Only after seeing the carnage in the streets did Governor Walz finally stand up and commit the resources needed to restore calm, peace and safety and security in these communities.
The resulting loss to each community was, and remains, staggering.
Over the past several weeks the people of Minnesota, and the nation, have heard conflicting and confusing messages for what elected leaders in Minneapolis, St. Paul and, for that matter, the Governor, are prepared to do to protect not just the people of the state’s largest city and its capitol city, but residents throughout the state.
We have been assured they will “be ready” this time.
We were assured by the same people that they had everything under control the last time.
We are at a point in time when the Mayor of Minneapolis and St. Paul, as well as the Governor, owe the people of the state a clear understanding of what exactly it means to “be ready.”
An understanding of what level of tolerance there will be for any kind of violence to take place before and during the trial and after a verdict is presumably reached.
We’ve heard plenty of nonsense about hiring social media “influencers” and “violence interrupters” but virtually nothing about a Zero Tolerance for crime in our state regardless of what the outcome is in this case.
The same voices demanding Minneapolis and St. Paul defund their police departments are now claiming that any significant security presence should not be permitted.
Communities across Minnesota, particularly Minneapolis and St.

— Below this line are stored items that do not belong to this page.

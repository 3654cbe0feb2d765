//! Process command - extract the petition fields from a single file.

use std::fs;
use std::path::{Path, PathBuf};
use std::time::Instant;

use clap::Args;
use console::style;
use indicatif::ProgressBar;
use tracing::{debug, info};

use probex_core::models::{Field, FormType};
use probex_core::{
    AcquiredText, ExtractionResult, PageTextProvider, PdfExtractor, PetitionExtractor,
    ProbexConfig, ReviewStatus,
};

use super::{bar_style, load_config, load_ocr};

/// Arguments for the process command.
#[derive(Args)]
pub struct ProcessArgs {
    /// Input file (PDF or image)
    #[arg(required = true)]
    input: PathBuf,

    /// Output file (default: stdout)
    #[arg(short, long)]
    output: Option<PathBuf>,

    /// Output format
    #[arg(short, long, value_enum, default_value = "json")]
    format: OutputFormat,

    /// Model directory
    #[arg(short, long)]
    model_dir: Option<PathBuf>,

    /// Write per-page text and print classification details
    #[arg(long)]
    debug: bool,

    /// Parse as this layout instead of classifying (form-a, form-admin, b, c, d, unknown)
    #[arg(long)]
    form: Option<FormType>,
}

#[derive(Clone, Copy, Debug, clap::ValueEnum)]
pub enum OutputFormat {
    /// JSON output
    Json,
    /// CSV output
    Csv,
    /// Plain text summary
    Text,
}

pub async fn run(args: ProcessArgs, config_path: Option<&str>) -> anyhow::Result<()> {
    let start = Instant::now();
    let config = load_config(config_path)?;

    if !args.input.exists() {
        anyhow::bail!("Input file not found: {}", args.input.display());
    }

    info!("Processing file: {}", args.input.display());

    let pb = ProgressBar::new_spinner();
    pb.set_style(bar_style("{spinner:.green} [{elapsed_precise}] {msg}")?);
    pb.set_message("Acquiring text...");

    let engine = load_ocr(&config, args.model_dir.as_deref());
    let mut provider =
        PageTextProvider::new(config.acquisition.clone()).with_debug(args.debug || config.acquisition.debug);
    if let Some(engine) = &engine {
        provider = provider.with_ocr(engine);
    }

    let acquired = acquire(&provider, &args.input)?;

    pb.set_message("Extracting fields...");
    let extractor = PetitionExtractor::from_config(&config.extraction).with_forced_form(args.form);
    let results = extractor.extract(&acquired);
    pb.finish_and_clear();

    if args.debug {
        print_detections(&results, &config);
    }

    let output = format_results(&results, args.format)?;

    if let Some(output_path) = &args.output {
        fs::write(output_path, &output)?;
        println!(
            "{} Output written to {}",
            style("✓").green(),
            output_path.display()
        );
    } else {
        println!("{}", output);
    }

    debug!("Total processing time: {:?}", start.elapsed());

    Ok(())
}

/// Text of a PDF or image file.
pub(crate) fn acquire(provider: &PageTextProvider<'_>, path: &Path) -> anyhow::Result<AcquiredText> {
    let extension = path
        .extension()
        .and_then(|e| e.to_str())
        .unwrap_or("")
        .to_lowercase();
    let name = path.display().to_string();

    match extension.as_str() {
        "pdf" => {
            let data = fs::read(path)?;
            let pdf = PdfExtractor::from_bytes(&data)?;
            Ok(provider.get_document_text(&pdf, &name)?)
        }
        "png" | "jpg" | "jpeg" | "tiff" | "tif" | "bmp" => {
            let image = image::open(path)?;
            Ok(provider.image_text(&image, &name)?)
        }
        _ => anyhow::bail!("Unsupported file format: {}", extension),
    }
}

fn print_detections(results: &[ExtractionResult], config: &ProbexConfig) {
    for result in results {
        let record = &result.record;
        eprintln!(
            "{} Case {} (pages {:?}): {} confidence {:.3} via {}",
            style("ℹ").blue(),
            result.case_id,
            result.pages_used,
            style(record.form_type()).bold(),
            record.confidence_score(),
            record.extraction_method()
        );
        eprintln!("   markers: {}", record.matched_markers().join(", "));
    }
    if config.acquisition.debug_root.exists() {
        eprintln!(
            "{} Page text written under {}",
            style("ℹ").blue(),
            config.acquisition.debug_root.display()
        );
    }
}

pub(crate) fn format_results(results: &[ExtractionResult], format: OutputFormat) -> anyhow::Result<String> {
    match format {
        OutputFormat::Json => Ok(serde_json::to_string_pretty(results)?),
        OutputFormat::Csv => format_csv(results),
        OutputFormat::Text => Ok(format_text(results)),
    }
}

/// Header plus one row per case, the nine columns in fixed order.
pub(crate) fn write_rows<W: std::io::Write>(
    wtr: &mut csv::Writer<W>,
    results: &[ExtractionResult],
) -> anyhow::Result<()> {
    for result in results {
        wtr.write_record(result.record.fields().as_row())?;
    }
    Ok(())
}

pub(crate) fn header() -> [&'static str; 9] {
    Field::ALL.map(Field::column_name)
}

fn format_csv(results: &[ExtractionResult]) -> anyhow::Result<String> {
    let mut wtr = csv::Writer::from_writer(vec![]);
    wtr.write_record(header())?;
    write_rows(&mut wtr, results)?;
    let data = String::from_utf8(wtr.into_inner()?)?;
    Ok(data)
}

fn format_text(results: &[ExtractionResult]) -> String {
    let mut output = String::new();

    for result in results {
        let record = &result.record;
        output.push_str(&format!(
            "Case {} - {} ({:.0}% confidence, {})\n",
            result.case_id,
            record.form_type(),
            record.confidence_score() * 100.0,
            record.extraction_method()
        ));
        for (field, value) in record.fields().iter() {
            let value = if value.is_empty() { "-" } else { value };
            output.push_str(&format!("  {:<26} {}\n", field.column_name(), value));
        }
        if result.status == ReviewStatus::NeedsReview {
            output.push_str("  Needs review\n");
        }
        for warning in &result.warnings {
            output.push_str(&format!("  Warning: {}\n", warning));
        }
        output.push('\n');
    }

    output
}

Paul, must first and foremost be safe for the residents who live there. It must be safe and secure for peaceful protestors to exercise their rights to be heard.
But there should be no quarter for any act of violence, big or small, no matter in whose name it is committed, to be countenanced under any circumstances.
The Governor and many of the leaders who failed Minneapolis and St. Paul have insisted that taxpayers throughout Minnesota, regardless of where they live, should have to pay for their failure to confront the violence that tore our two largest cities apart.
Perhaps they can still convince a taxpayer in Hibbing or Mankato or Winona why they should pay for the destruction of communities in which its leaders’ malfeasance was at the core of the tragedy.
Maybe they can ensure residents of Brooklyn Park, Fridley, Plymouth, Arden Hills, and other surrounding suburbs that millions of dollars that should be going to address the challenges they have should be put on the back burner while Minneapolis and St. Paul are rebuilt.
The first step to making the case is to ensure these taxpayers, and millions of others, that what was allowed to happen in those cities less than a year ago will not be allowed to happen again.
That step includes making it abundantly clear now to those who might choose to come to Minneapolis and St. Paul to commit further acts of violence with the Chauvin trail as an excuse that they will be arrested and prosecuted to the full extent of the law.
The country, and the world, will be watching Minnesota in the days and weeks ahead.
They will be watching to see if our elected leaders learned their lesson, as well as if those who took the life of George Floyd will be held to account by a jury of their peers.
Whatever decision is reached, however, will be no excuse for violence.
The first obligation of government is to keep its citizen’s safe. This obligation includes keeping us safe from enemies foreign and domestic.
This includes protecting our citizens inside our nation’s capital, as well as our state’s capitol, and in Minnesota’s case, our largest city, from those who wish to commit acts of violence for any reason, or for no reason at all.